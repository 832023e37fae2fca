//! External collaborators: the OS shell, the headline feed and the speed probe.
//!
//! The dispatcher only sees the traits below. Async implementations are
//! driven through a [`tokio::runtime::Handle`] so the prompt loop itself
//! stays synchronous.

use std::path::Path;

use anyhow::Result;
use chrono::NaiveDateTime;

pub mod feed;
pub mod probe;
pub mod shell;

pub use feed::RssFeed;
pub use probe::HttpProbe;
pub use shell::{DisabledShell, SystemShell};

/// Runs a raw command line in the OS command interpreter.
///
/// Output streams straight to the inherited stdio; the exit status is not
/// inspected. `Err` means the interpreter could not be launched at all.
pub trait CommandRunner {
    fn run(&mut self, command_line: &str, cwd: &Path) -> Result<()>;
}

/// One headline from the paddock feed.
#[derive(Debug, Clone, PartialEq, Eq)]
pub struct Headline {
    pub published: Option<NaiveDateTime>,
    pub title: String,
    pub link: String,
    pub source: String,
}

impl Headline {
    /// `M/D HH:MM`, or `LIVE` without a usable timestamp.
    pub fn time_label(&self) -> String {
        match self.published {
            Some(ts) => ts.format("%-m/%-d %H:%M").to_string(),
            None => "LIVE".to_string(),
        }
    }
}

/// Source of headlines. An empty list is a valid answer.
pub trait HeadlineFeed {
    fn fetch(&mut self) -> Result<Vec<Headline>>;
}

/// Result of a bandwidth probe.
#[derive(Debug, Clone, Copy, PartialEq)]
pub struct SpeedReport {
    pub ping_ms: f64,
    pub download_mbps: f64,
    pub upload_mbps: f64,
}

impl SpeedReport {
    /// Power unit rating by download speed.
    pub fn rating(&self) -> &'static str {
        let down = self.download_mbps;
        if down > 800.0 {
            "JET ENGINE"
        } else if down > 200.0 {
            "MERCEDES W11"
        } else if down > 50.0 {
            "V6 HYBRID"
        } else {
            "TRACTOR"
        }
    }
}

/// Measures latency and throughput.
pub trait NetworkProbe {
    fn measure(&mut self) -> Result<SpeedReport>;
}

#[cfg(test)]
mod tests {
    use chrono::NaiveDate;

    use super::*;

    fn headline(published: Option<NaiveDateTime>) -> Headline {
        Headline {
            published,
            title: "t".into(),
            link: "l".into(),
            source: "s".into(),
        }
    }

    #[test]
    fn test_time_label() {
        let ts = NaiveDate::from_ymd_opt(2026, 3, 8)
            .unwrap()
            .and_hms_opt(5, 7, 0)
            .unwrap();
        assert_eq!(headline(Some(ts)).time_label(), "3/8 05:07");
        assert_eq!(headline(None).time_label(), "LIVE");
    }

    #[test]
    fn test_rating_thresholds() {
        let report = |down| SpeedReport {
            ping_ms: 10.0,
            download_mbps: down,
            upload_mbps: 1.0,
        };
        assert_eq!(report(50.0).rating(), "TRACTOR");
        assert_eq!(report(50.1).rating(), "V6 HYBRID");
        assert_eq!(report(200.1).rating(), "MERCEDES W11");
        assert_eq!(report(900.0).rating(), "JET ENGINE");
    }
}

---

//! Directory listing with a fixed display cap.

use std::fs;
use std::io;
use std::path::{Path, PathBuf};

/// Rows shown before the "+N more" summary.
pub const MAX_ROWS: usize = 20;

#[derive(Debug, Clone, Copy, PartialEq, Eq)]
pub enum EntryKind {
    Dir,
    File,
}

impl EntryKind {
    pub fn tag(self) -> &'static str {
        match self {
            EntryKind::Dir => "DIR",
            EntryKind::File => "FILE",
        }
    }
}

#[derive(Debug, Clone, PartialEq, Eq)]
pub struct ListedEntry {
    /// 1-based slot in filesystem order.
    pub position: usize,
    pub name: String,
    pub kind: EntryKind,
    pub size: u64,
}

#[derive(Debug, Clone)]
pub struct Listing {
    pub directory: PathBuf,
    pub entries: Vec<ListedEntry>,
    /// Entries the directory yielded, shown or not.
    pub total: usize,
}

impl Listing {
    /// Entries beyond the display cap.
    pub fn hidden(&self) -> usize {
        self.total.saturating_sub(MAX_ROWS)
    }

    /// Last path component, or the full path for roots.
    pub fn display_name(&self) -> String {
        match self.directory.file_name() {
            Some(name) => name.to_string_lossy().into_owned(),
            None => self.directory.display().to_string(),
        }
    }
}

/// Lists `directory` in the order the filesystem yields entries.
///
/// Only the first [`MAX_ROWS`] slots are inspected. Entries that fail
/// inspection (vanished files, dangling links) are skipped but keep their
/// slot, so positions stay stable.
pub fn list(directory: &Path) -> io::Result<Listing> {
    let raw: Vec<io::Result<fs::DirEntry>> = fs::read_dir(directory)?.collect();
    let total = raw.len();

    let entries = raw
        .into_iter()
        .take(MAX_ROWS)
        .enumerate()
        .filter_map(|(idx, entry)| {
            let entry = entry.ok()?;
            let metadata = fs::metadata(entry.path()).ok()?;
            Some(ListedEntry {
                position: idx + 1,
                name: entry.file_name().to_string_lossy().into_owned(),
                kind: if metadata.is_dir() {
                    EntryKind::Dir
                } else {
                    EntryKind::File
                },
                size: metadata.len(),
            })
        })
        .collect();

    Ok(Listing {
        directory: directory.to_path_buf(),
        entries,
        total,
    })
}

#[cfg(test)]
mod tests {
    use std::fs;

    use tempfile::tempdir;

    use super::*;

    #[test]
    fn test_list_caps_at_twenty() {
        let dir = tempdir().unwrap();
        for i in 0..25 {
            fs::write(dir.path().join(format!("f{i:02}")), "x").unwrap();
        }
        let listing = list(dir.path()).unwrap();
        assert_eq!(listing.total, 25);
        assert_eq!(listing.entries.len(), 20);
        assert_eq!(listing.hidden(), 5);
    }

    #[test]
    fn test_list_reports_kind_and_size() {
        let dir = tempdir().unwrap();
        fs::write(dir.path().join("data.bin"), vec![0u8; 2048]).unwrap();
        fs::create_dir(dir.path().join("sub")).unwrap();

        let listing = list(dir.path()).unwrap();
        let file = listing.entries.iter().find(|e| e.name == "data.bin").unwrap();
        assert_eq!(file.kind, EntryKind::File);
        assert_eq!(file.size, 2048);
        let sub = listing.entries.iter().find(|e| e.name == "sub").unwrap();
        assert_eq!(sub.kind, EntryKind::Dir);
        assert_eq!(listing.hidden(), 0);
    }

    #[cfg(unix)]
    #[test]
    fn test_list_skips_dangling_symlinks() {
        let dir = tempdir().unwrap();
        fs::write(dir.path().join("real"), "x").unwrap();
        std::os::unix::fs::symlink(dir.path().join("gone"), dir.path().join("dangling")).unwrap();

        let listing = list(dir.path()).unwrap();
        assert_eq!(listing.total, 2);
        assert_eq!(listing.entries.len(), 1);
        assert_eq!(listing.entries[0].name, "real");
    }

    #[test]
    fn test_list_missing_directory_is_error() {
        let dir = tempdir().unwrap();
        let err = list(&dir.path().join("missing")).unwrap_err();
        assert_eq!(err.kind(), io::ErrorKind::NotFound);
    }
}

[Work instructions] In the material above, tally the lines that include the word "usize" and give only that figure.

[Answer to the exercise] 4